Dataset entries:

--------------------------------------------------

use std::io::{self, Stdout, Write};
use std::thread;
use std::time::{Duration, Instant};

use crossterm::cursor::{Hide, MoveTo, Show};
use crossterm::event::{self, Event, KeyCode, KeyEvent, KeyEventKind, KeyModifiers};
use crossterm::style::{Attribute, Print, SetAttribute};
use crossterm::terminal::{self, Clear, ClearType, EnterAlternateScreen, LeaveAlternateScreen};
use crossterm::tty::IsTty;
use crossterm::{execute, queue};

use life_grid::config::SimConfig;
use life_grid::simulation::{Grid, SimulationDriver};
use life_grid::{LifeError, Result};

const CONTINUE_HINT: &str = "Hit Any Key to Continue";
const QUIT_HINT: &str = "Q to Quit";

/// Columns and rows of the terminal, if stdout is one
pub fn terminal_size() -> Option<(u16, u16)> {
    if !io::stdout().is_tty() {
        return None;
    }
    terminal::size().ok()
}

/// Raw mode on the alternate screen; the previous screen is restored on drop
struct TerminalSession {
    out: Stdout,
}

impl TerminalSession {
    fn enter() -> io::Result<Self> {
        terminal::enable_raw_mode()?;
        let mut out = io::stdout();
        if let Err(e) = execute!(out, EnterAlternateScreen, Hide) {
            let _ = terminal::disable_raw_mode();
            return Err(e);
        }
        Ok(Self { out })
    }
}

impl Drop for TerminalSession {
    fn drop(&mut self) {
        let _ = execute!(self.out, Show, LeaveAlternateScreen);
        let _ = terminal::disable_raw_mode();
    }
}

/// Run in the terminal: draw each generation with a status line.
///
/// On an interactive terminal the first generation waits for a key and
/// `Q` quits at any later point. Piped output just prints frames.
pub fn run(config: &SimConfig) -> Result<()> {
    let mut driver = crate::start_driver(config)?;
    let session = if io::stdout().is_tty() {
        Some(TerminalSession::enter().map_err(terminal_error)?)
    } else {
        None
    };

    let result = run_loop(&mut driver, config, session.is_some());
    drop(session);
    driver.stop();
    result?;

    println!("Done after {} generations", driver.generation());
    Ok(())
}

fn run_loop(driver: &mut SimulationDriver, config: &SimConfig, interactive: bool) -> Result<()> {
    let limit = config.generations.unwrap_or(u64::MAX);
    let delay = Duration::from_millis(config.frame_delay_ms);
    let hint = |text| interactive.then_some(text);

    draw(driver, config.mode_label(), hint(CONTINUE_HINT), interactive)?;
    if interactive && is_interrupt(&wait_for_key().map_err(terminal_error)?) {
        return Ok(());
    }

    while driver.generation() < limit {
        let start = Instant::now();
        crate::advance(driver, config.fallback)?;
        let info = format!(
            "{}  Time: {:.6}",
            config.mode_label(),
            start.elapsed().as_secs_f64()
        );
        draw(driver, &info, hint(QUIT_HINT), interactive)?;

        if interactive {
            if quit_requested(delay).map_err(terminal_error)? {
                log::info!("Quit requested at generation {}", driver.generation());
                break;
            }
        } else if !delay.is_zero() {
            thread::sleep(delay);
        }
    }
    Ok(())
}

fn draw(
    driver: &SimulationDriver,
    info: &str,
    hint: Option<&str>,
    interactive: bool,
) -> Result<()> {
    let Some(grid) = driver.current() else {
        return Ok(());
    };

    let status = status_line(grid, driver.generation(), info, hint);
    write_frame(&mut io::stdout().lock(), grid, &status, interactive).map_err(terminal_error)
}

/// Write one frame. Interactive frames repaint the screen from the top-left
/// and show the status line in reverse video below the grid.
fn write_frame(
    out: &mut impl Write,
    grid: &Grid,
    status: &str,
    interactive: bool,
) -> io::Result<()> {
    if interactive {
        queue!(out, Clear(ClearType::All))?;
        for (y, row) in grid.to_string().lines().enumerate() {
            let y = u16::try_from(y).unwrap_or(u16::MAX);
            queue!(out, MoveTo(0, y), Print(row))?;
        }
        let status_row = u16::try_from(grid.height()).unwrap_or(u16::MAX);
        queue!(
            out,
            MoveTo(0, status_row),
            SetAttribute(Attribute::Reverse),
            Print(status),
            SetAttribute(Attribute::Reset)
        )?;
    } else {
        writeln!(out, "{}", grid)?;
        writeln!(out, "{}", status)?;
    }
    out.flush()
}

/// `(H x W)  Gen:     n  Lives:     n  info  [hint] `
fn status_line(grid: &Grid, generation: u64, info: &str, hint: Option<&str>) -> String {
    let mut line = format!(
        "({} x {})  Gen:{:6}  Lives:{:6}  {}",
        grid.height(),
        grid.width(),
        generation,
        grid.live_count(),
        info
    );
    if let Some(hint) = hint {
        line.push_str(&format!("  [{}] ", hint));
    }
    line
}

fn wait_for_key() -> io::Result<KeyEvent> {
    loop {
        if let Event::Key(key) = event::read()? {
            if key.kind == KeyEventKind::Press {
                return Ok(key);
            }
        }
    }
}

/// Wait up to `timeout` for input; true once a quit key is pressed
fn quit_requested(timeout: Duration) -> io::Result<bool> {
    let deadline = Instant::now() + timeout;
    loop {
        let remaining = deadline.saturating_duration_since(Instant::now());
        if !event::poll(remaining)? {
            return Ok(false);
        }
        if let Event::Key(key) = event::read()? {
            if is_quit_key(&key) {
                return Ok(true);
            }
        }
    }
}

/// `q`, `Q` or Ctrl-C
fn is_quit_key(key: &KeyEvent) -> bool {
    key.kind == KeyEventKind::Press
        && (matches!(key.code, KeyCode::Char('q') | KeyCode::Char('Q')) || is_interrupt(key))
}

/// Raw mode swallows SIGINT, so Ctrl-C arrives as a key
fn is_interrupt(key: &KeyEvent) -> bool {
    key.code == KeyCode::Char('c') && key.modifiers.contains(KeyModifiers::CONTROL)
}

fn terminal_error(e: io::Error) -> LifeError {
    LifeError::Display(format!("terminal error: {e}"))
}

#[cfg(test)]
mod tests {
    use super::*;
    use life_grid::simulation::Pattern;

    #[test]
    fn test_plain_frame_layout() {
        let grid = Pattern::Blinker.centered(5, 3).unwrap();
        let mut out = Vec::new();
        write_frame(&mut out, &grid, "status", false).unwrap();
        assert_eq!(String::from_utf8(out).unwrap(), "     \n OOO \n     \nstatus\n");
    }

    #[test]
    fn test_interactive_frame_repaints() {
        let grid = Pattern::Blinker.centered(5, 3).unwrap();
        let mut out = Vec::new();
        write_frame(&mut out, &grid, "status", true).unwrap();
        let frame = String::from_utf8(out).unwrap();
        assert!(frame.starts_with("\x1b[2J"), "{:?}", frame);
        assert!(frame.contains(" OOO "));
        assert!(frame.contains("status"));
        // Raw mode: rows are positioned with the cursor, not separated by newlines
        assert!(!frame.contains('\n'));
    }

    #[test]
    fn test_status_line_format() {
        let grid = Pattern::Glider.centered(20, 10).unwrap();
        assert_eq!(
            status_line(&grid, 12, "<CPU Mode>", None),
            "(10 x 20)  Gen:    12  Lives:     5  <CPU Mode>"
        );
        assert_eq!(
            status_line(&grid, 0, "<GPU Mode>", Some(CONTINUE_HINT)),
            "(10 x 20)  Gen:     0  Lives:     5  <GPU Mode>  [Hit Any Key to Continue] "
        );
    }

    #[test]
    fn test_quit_keys() {
        let press = |code, modifiers| KeyEvent::new(code, modifiers);
        assert!(is_quit_key(&press(KeyCode::Char('q'), KeyModifiers::NONE)));
        assert!(is_quit_key(&press(KeyCode::Char('Q'), KeyModifiers::SHIFT)));
        assert!(is_quit_key(&press(KeyCode::Char('c'), KeyModifiers::CONTROL)));
        assert!(!is_quit_key(&press(KeyCode::Char('c'), KeyModifiers::NONE)));
        assert!(!is_quit_key(&press(KeyCode::Char(' '), KeyModifiers::NONE)));

        let release = KeyEvent::new_with_kind(
            KeyCode::Char('q'),
            KeyModifiers::NONE,
            KeyEventKind::Release,
        );
        assert!(!is_quit_key(&release));
    }
}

--------------------------------------------------

**What is being asked**
Write down, word for word, the lines above from the one containing "driver.stop();" through the one containing "let delay = Duration::from_millis(config.frame_delay_ms);", both ends included.

**Task response**
    driver.stop();
    result?;

    println!("Done after {} generations", driver.generation());
    Ok(())
}

fn run_loop(driver: &mut SimulationDriver, config: &SimConfig, interactive: bool) -> Result<()> {
    let limit = config.generations.unwrap_or(u64::MAX);
    let delay = Duration::from_millis(config.frame_delay_ms);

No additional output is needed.